Abstract

El Niño/Southern Oscillation (ENSO) is a complex coupled ocean-atmosphere event, usually manifested as an abnormal increase or decrease in Sea Surface Temperature (SST) in the equatorial Pacific Ocean. ENSO is one of the critical factors causing global climate extremes and ecosystem turbulence. Therefore, long-term robust ENSO predictions are essential for people’s productive life and social development. The statistical and dynamic models still face challenges in making long-lead-time ENSO forecasts, and the accuracy can be improved.

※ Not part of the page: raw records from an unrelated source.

//! The boundary between the selection protocol engine and the X server.
//!
//! [`Spy`](crate::spy::Spy) and [`Clipboard`](crate::clipboard::Clipboard) only talk to the X
//! server through [`SelectionReader`] and [`SelectionOwner`]. The x11rb implementations live in
//! [`x11`](crate::x11).

use std::io;

use x11rb::errors::{ConnectError, ConnectionError, ReplyError, ReplyOrIdError};
use x11rb::protocol::xproto::AtomEnum;
pub use x11rb::protocol::xproto::{Atom, Timestamp, Window};
pub use x11rb::NONE;

/// Errors that can occur while talking to the X server.
///
/// All of these are fatal: nothing can be copied or pasted without a working connection.
#[derive(thiserror::Error, Debug)]
pub enum Error {
    #[error("Couldn't connect to the X server")]
    XConnection(#[source] ConnectError),

    #[error("X server communication error")]
    XCommunication(#[source] ConnectionError),

    #[error("The X server returned an error")]
    XReply(#[source] ReplyError),

    #[error("Couldn't allocate an X resource id")]
    XResourceId(#[source] ReplyOrIdError),

    #[error("A required X extension ({0}) is not supported by the X server")]
    MissingExtension(&'static str),

    #[error("Couldn't wait for events from the X server")]
    Poll(#[source] io::Error),
}

impl Error {
    /// Returns `true` if the X server rejected a single request, as opposed to the connection
    /// failing.
    ///
    /// Peers control the atoms and windows we pass along, so such errors are blamed on the peer
    /// and never end the manager.
    #[inline]
    pub fn is_request_error(&self) -> bool {
        matches!(self, Error::XReply(_))
    }
}

impl From<ConnectionError> for Error {
    fn from(x: ConnectionError) -> Self {
        Error::XCommunication(x)
    }
}

impl From<ReplyError> for Error {
    fn from(x: ReplyError) -> Self {
        match x {
            ReplyError::ConnectionError(err) => Error::XCommunication(err),
            err => Error::XReply(err),
        }
    }
}

impl From<ReplyOrIdError> for Error {
    fn from(x: ReplyOrIdError) -> Self {
        match x {
            ReplyOrIdError::ConnectionError(err) => Error::XCommunication(err),
            err => Error::XResourceId(err),
        }
    }
}

/// A `SelectionRequest` sent by a peer to the selection owner.
#[derive(Copy, Clone, Eq, PartialEq, Debug, Hash)]
pub struct SelectionRequest {
    pub requestor: Window,
    pub selection: Atom,
    pub target: Atom,
    /// The property the requestor wants the data in, or `NONE` for obsolete clients.
    pub property: Atom,
    pub time: Timestamp,
}

impl SelectionRequest {
    /// Returns the property the reply data should be written to.
    ///
    /// Obsolete clients pass `NONE` as the property, in which case the target atom is used.
    #[inline]
    pub fn destination(&self) -> Atom {
        if self.property == NONE {
            self.target
        } else {
            self.property
        }
    }
}

/// A typed property value, as read from or written to a window.
#[derive(Clone, Eq, PartialEq, Debug, Hash)]
pub struct Property {
    pub type_: Atom,
    /// Element width in bits: 8, 16 or 32.
    pub format: u8,
    pub value: Vec<u8>,
}

impl Property {
    /// Creates a byte string property of the given type.
    pub fn bytes(type_: Atom, value: Vec<u8>) -> Self {
        Self {
            type_,
            format: 8,
            value,
        }
    }

    /// Creates an `ATOM` list property, the reply format of `TARGETS`.
    pub fn atoms(atoms: &[Atom]) -> Self {
        Self {
            type_: AtomEnum::ATOM.into(),
            format: 32,
            value: atoms.iter().flat_map(|atom| atom.to_ne_bytes()).collect(),
        }
    }

    /// Interprets the property as a list of atoms.
    ///
    /// Returns `None` if the property doesn't consist of 32-bit elements.
    pub fn to_atoms(&self) -> Option<Vec<Atom>> {
        if self.format != 32 || self.value.len() % 4 != 0 {
            return None;
        }

        let atoms = self
            .value
            .chunks_exact(4)
            .map(|chunk| Atom::from_ne_bytes([chunk[0], chunk[1], chunk[2], chunk[3]]))
            .collect();
        Some(atoms)
    }

    /// Returns the number of elements, as expected by `ChangeProperty`.
    #[inline]
    pub fn len(&self) -> u32 {
        let width = usize::from(self.format / 8).max(1);
        (self.value.len() / width) as u32
    }

    #[inline]
    pub fn is_empty(&self) -> bool {
        self.value.is_empty()
    }
}

/// An event relevant to the selection owner.
#[derive(Clone, Eq, PartialEq, Debug)]
pub enum ServerEvent {
    /// A peer wants the selection contents or the list of formats.
    Request(SelectionRequest),
    /// Some other client took the selection over.
    Clear,
    /// A pending confirmation timer with the given generation expired.
    Confirm(u32),
    /// Anything else; ignored.
    Other,
}

/// A notification that the owner of the watched selection changed.
#[derive(Copy, Clone, Eq, PartialEq, Debug, Hash)]
pub struct OwnerChange {
    /// The new owner, or `NONE` if the selection was dropped.
    pub owner: Window,
    pub selection: Atom,
}

/// Posts confirmation timer expiries back into the serve loop.
///
/// Used from the timer thread.
pub trait ConfirmNotifier: Send + 'static {
    fn confirm(&self, generation: u32);
}

/// The selection owner's side of the protocol.
pub trait SelectionOwner {
    type Notifier: ConfirmNotifier;

    /// The window that owns the selection while it is held.
    fn window(&self) -> Window;

    /// The `TARGETS` atom.
    fn targets_atom(&self) -> Atom;

    /// Asserts ownership of the selection.
    fn claim(&mut self) -> Result<(), Error>;

    /// Blocks until the next event arrives.
    fn wait_for_event(&mut self) -> Result<ServerEvent, Error>;

    /// Answers a request.
    ///
    /// With `Some(property)` the data is written to the request's
    /// [`destination`](SelectionRequest::destination) and announced; with `None` the request is
    /// refused with a `NONE` property. A `SelectionNotify` is sent back either way.
    fn reply(&mut self, request: &SelectionRequest, data: Option<&Property>)
        -> Result<(), Error>;

    /// The largest property value, in bytes, that [`reply`](Self::reply) can write at once.
    fn max_property_size(&self) -> usize;

    /// Returns a handle for posting [`ServerEvent::Confirm`] from another thread.
    fn notifier(&self) -> Self::Notifier;
}

/// The reading side of the protocol, used to pull data from other selection owners.
pub trait SelectionReader {
    /// The `TARGETS` atom.
    fn targets_atom(&self) -> Atom;

    /// Blocks until the owner of the watched selection changes.
    fn wait_for_owner_change(&mut self) -> Result<OwnerChange, Error>;

    /// Returns the current owner of the watched selection, or `NONE`.
    fn current_owner(&mut self) -> Result<Window, Error>;

    /// Asks the current owner for the selection converted to `target` and waits for the result.
    ///
    /// Returns `None` if the owner refused or didn't answer in time.
    fn convert(&mut self, target: Atom) -> Result<Option<Property>, Error>;

    /// Returns the name of an atom.
    fn format_name(&mut self, format: Atom) -> Result<String, Error>;
}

Here, we have created three innovative efforts for ENSO forecasting: (1) To compensate for the lack of Remote Sensing (RSS) dataset, we apply transfer learning with the large SST dataset simulated from the LASG/IAP Climate Ocean Model Version 3 (LICOM3). (2) We propose a novel encoder-decoder structure with multiple Spatiotemporal prediction units (ST-Pred) named ED-PredRNN. The ST-Pred changes the original transfer direction by adding spatiotemporal memory cells, allowing the model to extract more information. (3) To reduce the memory bandwidth load, we use FP32 and FP16 mixed-precision computing methods to improve model training and inference speed.The result shows that during 2011–2020 verification period, the correlation skills of the Niño 3.4 index predicted by ED-PredRNN are over 0.77/0.64/0.53 within the lead time of 6/12/18 months respectively, which is superior to existing statistical models. Also, the precise predictions of the El Niño event (such as 2015/16) and the La Niña event (such as 2010/11), as well as a reasonable forecast for neutral ENSO conditions (2014), demonstrate the effectiveness and superiority of our proposed model.